DISCUSSION
TSA continues to be associated with high levels of satisfaction;1 as a result, its incidence is increasing.2 As our understanding and efficiency improves nationally, it is imperative that we determine the short-term and longer-term outcomes and complications. In addition, the factors that may affect prognosis must be elucidated to provide a more individualized and effective standard of care. To date, most of the outcome studies of TSA have evaluated long-term outcomes and specific implant-related complications.1,5,6,21,22 Our intent was to evaluate the complications that occur in the postoperative period and their effect on unique “patient care” outcomes. With knowledge of these complications and the predisposing factors, we can better assess patients, risk-stratify, and provide appropriate guidelines.

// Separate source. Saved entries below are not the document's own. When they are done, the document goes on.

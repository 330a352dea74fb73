//! Device Directory contract and the in-memory fleet implementation.
//!
//! The rest of the crate only reads devices through [`DeviceDirectory`].
//! Change events are delivered on a broadcast channel; dropping the
//! receiver is the unsubscribe.

use std::collections::BTreeMap;
use std::path::Path;
use std::sync::{Arc, PoisonError, RwLock};

use serde::{Deserialize, Serialize};
use thiserror::Error;
use tokio::sync::broadcast;

use crate::device::Device;
use crate::types::{
    AudioUnitIndex, ClockSourceIndex, DeviceId, SamplingRate, StreamConnection,
    StreamIdentification, StreamIndex,
};

const EVENT_CAPACITY: usize = 256;

/// Something changed in the directory that may affect clock topology.
#[derive(Debug, Clone, PartialEq, Eq)]
pub enum DirectoryEvent {
    DeviceOnline(DeviceId),
    DeviceOffline(DeviceId),
    /// The controller itself went away; every device is gone.
    ControllerOffline,
    StreamInputConnectionChanged { listener: StreamIdentification },
    ClockSourceChanged { device: DeviceId },
    DeviceNameChanged { device: DeviceId, name: String },
}

/// Read access to device snapshots plus change notifications.
pub trait DeviceDirectory: Send + Sync {
    /// Snapshot of a device, `None` when it is offline or unknown.
    fn device(&self, id: DeviceId) -> Option<Arc<Device>>;

    /// Every device currently online, in id order.
    fn device_ids(&self) -> Vec<DeviceId>;

    fn subscribe(&self) -> broadcast::Receiver<DirectoryEvent>;
}

#[derive(Debug, Error)]
pub enum FleetError {
    #[error("failed to read or write fleet file {path}: {source}")]
    Io {
        path: String,
        source: std::io::Error,
    },

    #[error("invalid fleet json: {0}")]
    Json(#[from] serde_json::Error),

    #[error("device {0} listed twice")]
    DuplicateDevice(DeviceId),

    #[error("unknown device {0}")]
    UnknownDevice(DeviceId),

    #[error("device {device} has no stream {stream}")]
    UnknownStream { device: DeviceId, stream: StreamIndex },

    #[error("device {device} has no clock source {index}")]
    UnknownClockSource {
        device: DeviceId,
        index: ClockSourceIndex,
    },

    #[error("device {device} has no audio unit {index}")]
    UnknownAudioUnit {
        device: DeviceId,
        index: AudioUnitIndex,
    },

    #[error("device {0} has no clock domain")]
    NoClockDomain(DeviceId),
}

/// On-disk fleet snapshot.
#[derive(Debug, Clone, Default, Serialize, Deserialize)]
pub struct FleetFile {
    #[serde(default)]
    pub devices: Vec<Device>,
}

/// In-memory directory backed by a map of device snapshots.
///
/// Mutators replace the affected snapshot wholesale and emit the matching
/// [`DirectoryEvent`].
pub struct FleetDirectory {
    devices: RwLock<BTreeMap<DeviceId, Arc<Device>>>,
    events: broadcast::Sender<DirectoryEvent>,
}

impl Default for FleetDirectory {
    fn default() -> Self {
        Self::new()
    }
}

impl FleetDirectory {
    pub fn new() -> Self {
        let (events, _) = broadcast::channel(EVENT_CAPACITY);
        Self {
            devices: RwLock::new(BTreeMap::new()),
            events,
        }
    }

    pub fn from_devices(devices: impl IntoIterator<Item = Device>) -> Result<Self, FleetError> {
        let fleet = Self::new();
        for device in devices {
            fleet.insert_device(device)?;
        }
        Ok(fleet)
    }

    /// Load a fleet snapshot from a JSON file.
    pub fn load(path: &Path) -> Result<Self, FleetError> {
        let contents = std::fs::read_to_string(path).map_err(|source| FleetError::Io {
            path: path.display().to_string(),
            source,
        })?;
        let file: FleetFile = serde_json::from_str(&contents)?;
        tracing::debug!(fleet.path = %path.display(), fleet.devices = file.devices.len(), "Loaded fleet");
        Self::from_devices(file.devices)
    }

    pub fn snapshot(&self) -> FleetFile {
        let devices = self.read().values().map(|d| Device::clone(d)).collect();
        FleetFile { devices }
    }

    pub fn save(&self, path: &Path) -> Result<(), FleetError> {
        let json = serde_json::to_string_pretty(&self.snapshot())?;
        std::fs::write(path, json).map_err(|source| FleetError::Io {
            path: path.display().to_string(),
            source,
        })
    }

    pub fn insert_device(&self, device: Device) -> Result<(), FleetError> {
        let id = device.id;
        {
            let mut devices = self.write();
            if devices.contains_key(&id) {
                return Err(FleetError::DuplicateDevice(id));
            }
            devices.insert(id, Arc::new(device));
        }
        self.emit(DirectoryEvent::DeviceOnline(id));
        Ok(())
    }

    pub fn remove_device(&self, id: DeviceId) -> Result<Arc<Device>, FleetError> {
        let removed = self.write().remove(&id).ok_or(FleetError::UnknownDevice(id))?;
        self.emit(DirectoryEvent::DeviceOffline(id));
        Ok(removed)
    }

    /// Drop every device and announce that the controller went offline.
    pub fn clear(&self) {
        self.write().clear();
        self.emit(DirectoryEvent::ControllerOffline);
    }

    pub fn rename_device(&self, id: DeviceId, name: impl Into<String>) -> Result<(), FleetError> {
        let name = name.into();
        self.update(id, |device| {
            device.name = name.clone();
            Ok(())
        })?;
        self.emit(DirectoryEvent::DeviceNameChanged { device: id, name });
        Ok(())
    }

    /// Bind `listener` to `talker`. Fails when either stream does not exist.
    pub fn connect_stream(
        &self,
        talker: StreamIdentification,
        listener: StreamIdentification,
    ) -> Result<(), FleetError> {
        let talker_has_stream = self
            .device(talker.device)
            .ok_or(FleetError::UnknownDevice(talker.device))?
            .stream_outputs
            .contains_key(&talker.stream);
        if !talker_has_stream {
            return Err(FleetError::UnknownStream {
                device: talker.device,
                stream: talker.stream,
            });
        }
        self.set_connection(listener, StreamConnection::Connected { talker })
    }

    pub fn disconnect_stream(&self, listener: StreamIdentification) -> Result<(), FleetError> {
        self.set_connection(listener, StreamConnection::NotConnected)
    }

    fn set_connection(
        &self,
        listener: StreamIdentification,
        connection: StreamConnection,
    ) -> Result<(), FleetError> {
        self.update(listener.device, |device| {
            let input = device
                .stream_inputs
                .get_mut(&listener.stream)
                .ok_or(FleetError::UnknownStream {
                    device: listener.device,
                    stream: listener.stream,
                })?;
            input.connection = connection;
            Ok(())
        })?;
        self.emit(DirectoryEvent::StreamInputConnectionChanged { listener });
        Ok(())
    }

    /// Select `index` as the active source of the device's first clock domain.
    pub fn set_clock_source(&self, id: DeviceId, index: ClockSourceIndex) -> Result<(), FleetError> {
        self.update(id, |device| {
            if !device.clock_sources.contains_key(&index) {
                return Err(FleetError::UnknownClockSource { device: id, index });
            }
            let domain = device
                .clock_domains
                .first_mut()
                .ok_or(FleetError::NoClockDomain(id))?;
            domain.clock_source_index = index;
            Ok(())
        })?;
        self.emit(DirectoryEvent::ClockSourceChanged { device: id });
        Ok(())
    }

    pub fn set_sampling_rate(
        &self,
        id: DeviceId,
        unit: AudioUnitIndex,
        rate: SamplingRate,
    ) -> Result<(), FleetError> {
        self.update(id, |device| {
            let audio_unit = device
                .audio_units
                .get_mut(&unit)
                .ok_or(FleetError::UnknownAudioUnit { device: id, index: unit })?;
            audio_unit.sampling_rate = rate;
            Ok(())
        })
    }

    fn update(
        &self,
        id: DeviceId,
        apply: impl FnOnce(&mut Device) -> Result<(), FleetError>,
    ) -> Result<(), FleetError> {
        let mut devices = self.write();
        let slot = devices.get_mut(&id).ok_or(FleetError::UnknownDevice(id))?;
        let mut updated = Device::clone(slot);
        apply(&mut updated)?;
        *slot = Arc::new(updated);
        Ok(())
    }

    fn emit(&self, event: DirectoryEvent) {
        // No subscribers is fine
        let _ = self.events.send(event);
    }

    fn read(&self) -> std::sync::RwLockReadGuard<'_, BTreeMap<DeviceId, Arc<Device>>> {
        self.devices.read().unwrap_or_else(PoisonError::into_inner)
    }

    fn write(&self) -> std::sync::RwLockWriteGuard<'_, BTreeMap<DeviceId, Arc<Device>>> {
        self.devices.write().unwrap_or_else(PoisonError::into_inner)
    }
}

impl DeviceDirectory for FleetDirectory {
    fn device(&self, id: DeviceId) -> Option<Arc<Device>> {
        self.read().get(&id).cloned()
    }

    fn device_ids(&self) -> Vec<DeviceId> {
        self.read().keys().copied().collect()
    }

    fn subscribe(&self) -> broadcast::Receiver<DirectoryEvent> {
        self.events.subscribe()
    }
}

We noted that complications occurring after TSA are not uncommon, with >6% of patients suffering a postoperative complication. In this study, the number of complications noted was associated with worse patient outcomes. In addition, we noted that patients undergoing a TSA have a significant burden of comorbidities; however, hematologic and fluid disorders (eg, iron deficiency anemia, pulmonary circulatory disorders, and fluid imbalances) were most important in predicting postoperative complications.

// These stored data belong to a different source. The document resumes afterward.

//! Bit-packed dot bitmap carried by matrix packets

use crate::packet::PacketError;

/// Number of dot rows on the surface
pub const MATRIX_ROWS: usize = 20;

/// Number of dot columns on the surface
pub const MATRIX_COLS: usize = 96;

/// Packed bytes per row (96 dots, one bit each)
pub const PACKED_ROW_BYTES: usize = MATRIX_COLS / 8;

/// Total payload size of a matrix packet
pub const MATRIX_PAYLOAD_BYTES: usize = MATRIX_ROWS * PACKED_ROW_BYTES;

/// The 20×96 binary dot bitmap
///
/// Stored bit-packed exactly as it travels on the wire: 12 bytes per row,
/// MSB first, so bit 7 of a row's first byte is column 0. Dimensions are
/// fixed by the type; a payload of any other shape is rejected before a
/// `DotMatrix` can exist.
#[derive(Debug, Clone, PartialEq, Eq)]
pub struct DotMatrix {
    rows: [[u8; PACKED_ROW_BYTES]; MATRIX_ROWS],
}

impl Default for DotMatrix {
    fn default() -> Self {
        Self::new()
    }
}

impl DotMatrix {
    /// Create an all-dark matrix
    pub const fn new() -> Self {
        Self {
            rows: [[0; PACKED_ROW_BYTES]; MATRIX_ROWS],
        }
    }

    /// Unpack a matrix from a wire payload
    ///
    /// The payload must be exactly [`MATRIX_PAYLOAD_BYTES`] long.
    pub fn from_payload(payload: &[u8]) -> Result<Self, PacketError> {
        if payload.len() != MATRIX_PAYLOAD_BYTES {
            return Err(PacketError::PayloadLength);
        }

        let mut matrix = Self::new();
        for (row, chunk) in matrix.rows.iter_mut().zip(payload.chunks_exact(PACKED_ROW_BYTES)) {
            row.copy_from_slice(chunk);
        }
        Ok(matrix)
    }

    /// Read one dot
    ///
    /// Out-of-range coordinates read as dark, so iteration mistakes can
    /// never turn into out-of-bounds access.
    pub fn get(&self, row: usize, col: usize) -> bool {
        if row >= MATRIX_ROWS || col >= MATRIX_COLS {
            return false;
        }
        let byte = self.rows[row][col / 8];
        byte & (0x80 >> (col % 8)) != 0
    }

    /// Set one dot
    ///
    /// Out-of-range coordinates are ignored.
    pub fn set(&mut self, row: usize, col: usize, lit: bool) {
        if row >= MATRIX_ROWS || col >= MATRIX_COLS {
            return;
        }
        let mask = 0x80 >> (col % 8);
        if lit {
            self.rows[row][col / 8] |= mask;
        } else {
            self.rows[row][col / 8] &= !mask;
        }
    }

    /// Write this matrix into a wire payload buffer
    ///
    /// The buffer must be at least [`MATRIX_PAYLOAD_BYTES`] long. Returns
    /// the number of bytes written.
    pub fn write_payload(&self, buffer: &mut [u8]) -> Result<usize, PacketError> {
        if buffer.len() < MATRIX_PAYLOAD_BYTES {
            return Err(PacketError::BufferTooSmall);
        }
        for (row, chunk) in self.rows.iter().zip(buffer.chunks_exact_mut(PACKED_ROW_BYTES)) {
            chunk.copy_from_slice(row);
        }
        Ok(MATRIX_PAYLOAD_BYTES)
    }

    /// Count of lit dots
    pub fn lit_count(&self) -> usize {
        self.rows
            .iter()
            .flat_map(|row| row.iter())
            .map(|byte| byte.count_ones() as usize)
            .sum()
    }
}

#[cfg(test)]
mod tests {
    use super::*;

    #[test]
    fn test_new_matrix_is_dark() {
        let matrix = DotMatrix::new();
        assert_eq!(matrix.lit_count(), 0);
        assert!(!matrix.get(0, 0));
        assert!(!matrix.get(19, 95));
    }

    #[test]
    fn test_set_get_roundtrip() {
        let mut matrix = DotMatrix::new();
        matrix.set(3, 17, true);
        assert!(matrix.get(3, 17));
        assert!(!matrix.get(3, 16));
        assert!(!matrix.get(3, 18));
        assert!(!matrix.get(4, 17));

        matrix.set(3, 17, false);
        assert_eq!(matrix.lit_count(), 0);
    }

    #[test]
    fn test_msb_first_bit_order() {
        // Bit 7 of a row's first payload byte is column 0
        let mut payload = [0u8; MATRIX_PAYLOAD_BYTES];
        payload[0] = 0b1000_0000;
        payload[1] = 0b0000_0001; // column 15

        let matrix = DotMatrix::from_payload(&payload).unwrap();
        assert!(matrix.get(0, 0));
        assert!(matrix.get(0, 15));
        assert!(!matrix.get(0, 1));
        assert_eq!(matrix.lit_count(), 2);
    }

    #[test]
    fn test_payload_roundtrip() {
        let mut matrix = DotMatrix::new();
        matrix.set(0, 0, true);
        matrix.set(7, 42, true);
        matrix.set(19, 95, true);

        let mut payload = [0u8; MATRIX_PAYLOAD_BYTES];
        let written = matrix.write_payload(&mut payload).unwrap();
        assert_eq!(written, MATRIX_PAYLOAD_BYTES);

        let parsed = DotMatrix::from_payload(&payload).unwrap();
        assert_eq!(parsed, matrix);
    }

    #[test]
    fn test_wrong_payload_length_rejected() {
        let short = [0u8; MATRIX_PAYLOAD_BYTES - 1];
        assert_eq!(DotMatrix::from_payload(&short), Err(PacketError::PayloadLength));

        let long = [0u8; MATRIX_PAYLOAD_BYTES + 1];
        assert_eq!(DotMatrix::from_payload(&long), Err(PacketError::PayloadLength));
    }

    #[test]
    fn test_out_of_range_access_is_guarded() {
        let mut matrix = DotMatrix::new();
        matrix.set(MATRIX_ROWS, 0, true);
        matrix.set(0, MATRIX_COLS, true);
        assert_eq!(matrix.lit_count(), 0);
        assert!(!matrix.get(MATRIX_ROWS, 0));
        assert!(!matrix.get(0, MATRIX_COLS));
    }
}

Increased LOS in the hospital after TSA was associated with the occurrence of complications. Of all noted complications, shock and infectious and vascular complications led to the longest hospitalizations. Hospital-acquired pneumonia was the most common infectious etiology, while pulmonary embolism and deep vein thrombosis were the most consistent vascular complications. Although seldom studied in the TSA population, a similar finding has been noted in patients after THA. O’Malley and colleagues,23 using the American College of Surgeon’s National Surgical Quality Improvement Program database, identified independent factors that were associated with complications and average prolonged LOS. They noted that the occurrence of major complications was associated with a prolonged LOS. Some, but not all the major complications, included organ space infection, cardiac events, pneumonia, and venous thromboembolic events.23 Therefore, attempts to limit the amount of time spent in hospitals and control the associated costs must focus on managing the incidence of complications.
Postoperative mortality after TSA was uncommon, occurring in 0.07% of the patients in this study. The low incidence of mortality noted in this study is probably related to the fact that our data represent mortality, whereas in the hospital and, unlike most mortality studies, it does not account for patient demise that may occur in the months after surgery. Other reports have noted that mortality occurs in <1.5% of these patients.24-28 Singh and colleagues25 observed in their evaluation of perioperative mortality after TSA a mortality rate of 0.8% with 90 days after 4380 shoulder replacements performed at their institution. Using multivariate analysis, they were able to identify associations between mortality and increasing American Society of Anesthesiology (ASA) class and Charlson Comorbidity Index. These results in relation to ours would indicate that the majority of patients who die after shoulder arthroplasty do so after initial discharge. Although we could not determine a causal relationship between mortality and patient comorbidities, we noted that certain complications strongly correlated with mortality. In patients who died, there was a relatively high incidence of cardiac (60.5%) and respiratory (43.1%) complications. Similarly, although postoperative shock was almost nonexistent in the patients who survived surgery (0.04%), it was much more common in the patients who suffered mortality (26.6%).
This study is not without limitations. Data were extracted from a national database, therefore precluding the inclusion of specific details of surgery and functional assessment. Inherent to ICD-9 coding, we were unable to assess the exact detail and severity of complications. For instance, we cannot be certain what criteria were used to define “acute renal failure” for each patient. This study is retrospective in nature and therefore adequate randomization and standardization of patients is not possible. Similarly, the nature of the database may not allow for exacting our inclusion and exclusion criteria. However, the large sample size of the patient population lessens the chance of potential biases and type 2 errors. Prior to October 2010, reverse shoulder arthroplasty was coded under the ICD-9procedural code 81.80 as TSA. Therefore, there is some overlap between TSA and reverse shoulder arthroplasty in our data. Reverse shoulder arthroplasty is now coded under ICD-9 procedural code 81.88. It is possible that results may differ if reverse shoulder arthroplasty were excluded from our patient cohort. This can be an area of future research.
CONCLUSION
Although much is known about the long-term hardware and functional complications after TSA, in this study, we have attempted to broaden the understanding of perioperative complications and the associated sequelae. Complications are common after TSA surgery and are related to adverse outcomes. In the setting of healthcare changes, the surgeon and the patient must understand the cause, types, incidence, and outcomes of medical and surgical complications after surgery. This allows for more accurate “standard of care” metrics. Further large-volume multicenter studies are needed to gain further insight into the short- and long-term outcomes of TSA.